Los monólogos de Cartucho (en un calé que deja boquiabiertos a los eruditos) están a la altura de las mejores narraciones de la picaresca española. Los personajes que coexisten con Pedro son un registro de sus diferentes clases sociales. Y a su vez, son recreados desde la irónica mirada de personajes que circulan por el ambiente literario patrocinando fórmulas de moda. Uno de ellos enuncia: “No abuses del gerundio”, demuestra que es inconveniente escribir una obra literaria “en que el elemento sexual esté completamente ausente”, recomienda observar “la realidad viva de la naturaleza humana en la casa de pensión” en que se habita de manera modesta, con el propósito de forjar un “humus colectivo de cuya pastaflora inconscientemente todos se alimentan”. Santos podía manejar con la misma soltura el cuerpo y el lenguaje de un cuchillero del más rancio lumpenaje, y a un aristócrata de la literatura, cuyo método consistía en no alabar nunca, en criticar siempre, a fin de asegurar “la continuidad generacional e histórica de ese vacío con forma de poema o garcilaso que llaman literatura castellana”.
Pero el novelista nunca abandonó la tragedia.

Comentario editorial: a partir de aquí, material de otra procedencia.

//! Environment-driven configuration, in the teacher's `Config::from_env` style.
//!
//! No YAML file and no CLI flags here - those live in an administrative
//! surface this crate doesn't own. Everything the relay itself needs to
//! start comes from the process environment, loaded once at startup.

use std::env;
use std::net::SocketAddr;
use thiserror::Error;

#[derive(Debug, Error)]
pub enum ConfigError {
    #[error("missing environment variable: {0}")]
    Missing(&'static str),
    #[error("invalid value for {0}: {1}")]
    Invalid(&'static str, String),
}

#[derive(Debug, Clone)]
pub struct Config {
    pub bind_addr: SocketAddr,
    pub base_domain: String,
    pub public_scheme: String,
    pub require_auth: bool,
    pub rate_limit_enabled: bool,
    /// A single static key/account pair, used when no external auth
    /// surface is wired up. Absent means every key is accepted.
    pub api_key: Option<String>,
    pub account_id: Option<String>,
}

fn parse_flag(value: Option<&str>, default: bool) -> bool {
    match value {
        Some("true") | Some("1") => true,
        Some("false") | Some("0") => false,
        _ => default,
    }
}

fn parse_bind_addr(value: &str) -> Result<SocketAddr, ConfigError> {
    value
        .parse()
        .map_err(|_| ConfigError::Invalid("SELLIA_BIND_ADDR", value.to_string()))
}

impl Config {
    pub fn from_env() -> Result<Self, ConfigError> {
        let bind_addr = env::var("SELLIA_BIND_ADDR").unwrap_or_else(|_| "0.0.0.0:8080".to_string());
        let bind_addr = parse_bind_addr(&bind_addr)?;

        let base_domain = env::var("SELLIA_BASE_DOMAIN").map_err(|_| ConfigError::Missing("SELLIA_BASE_DOMAIN"))?;

        let public_scheme = env::var("SELLIA_PUBLIC_SCHEME").unwrap_or_else(|_| "https".to_string());

        let require_auth = parse_flag(env::var("SELLIA_REQUIRE_AUTH").ok().as_deref(), false);
        let rate_limit_enabled = parse_flag(env::var("SELLIA_RATE_LIMIT_ENABLED").ok().as_deref(), true);

        let api_key = env::var("SELLIA_API_KEY").ok();
        let account_id = env::var("SELLIA_ACCOUNT_ID").ok();

        Ok(Self {
            bind_addr,
            base_domain,
            public_scheme,
            require_auth,
            rate_limit_enabled,
            api_key,
            account_id,
        })
    }
}

#[cfg(test)]
mod tests {
    use super::*;

    #[test]
    fn flag_parses_true_variants() {
        assert!(parse_flag(Some("true"), false));
        assert!(parse_flag(Some("1"), false));
    }

    #[test]
    fn flag_parses_false_variants() {
        assert!(!parse_flag(Some("false"), true));
        assert!(!parse_flag(Some("0"), true));
    }

    #[test]
    fn flag_falls_back_to_default_on_absence_or_garbage() {
        assert!(parse_flag(None, true));
        assert!(!parse_flag(Some("maybe"), false));
    }

    #[test]
    fn bind_addr_rejects_garbage() {
        assert!(parse_bind_addr("not-an-address").is_err());
        assert!(parse_bind_addr("0.0.0.0:8080").is_ok());
    }
}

Si Tiempo de silencio perdura es por su retrato de la condición humana, por su aciaga resolución. Pedro trata de salvar a una mujer que ha sido sometida a un aborto, y el buen samaritano es acusado de la operación y perseguido por la policía, y luego por Cartucho, el amante de la mujer muerta. Cartucho termina asesinando a la novia de Pedro, y éste pierde su trabajo y concluye huyendo de Madrid.
La prosa de Santos inquieta porque no deja títere con cabeza. En esa sociedad enferma en que transcurre Tiempo de silencio, sólo los pobres se salvan del contagio pues “están ya inmunizados con tanta porquería”.
En una de esas recorridas espeluznantes por el Madrid nocturno, el escritor transmutado en diablo cojuelo nos traza esbozos propios de una imaginación alucinada. Allí “los pájaros se suicidan uno a uno, en el gran vientre vacío de un caballo”, los borrachos “dimiten de la realidad”;  se puede contemplar “la airosa apostura de un guardia cuando pasa una mujer que es más alta que él”, calcular “cuantas piedras de mechero vende un enano en una esquina”, o tratar de dilucidar a quien se le ocurrió la “idea loca que echó a todos los ciegos a la calle hasta en esos días que la nieve cae endurecida”. No hay indagación excluyente, gesto desdeñado. Santos sólo se apasionaba por el ser humano, pues “un hombre”, señalaba, “es la imagen de una ciudad, y una ciudad las vísceras puestas al revés de un hombre”.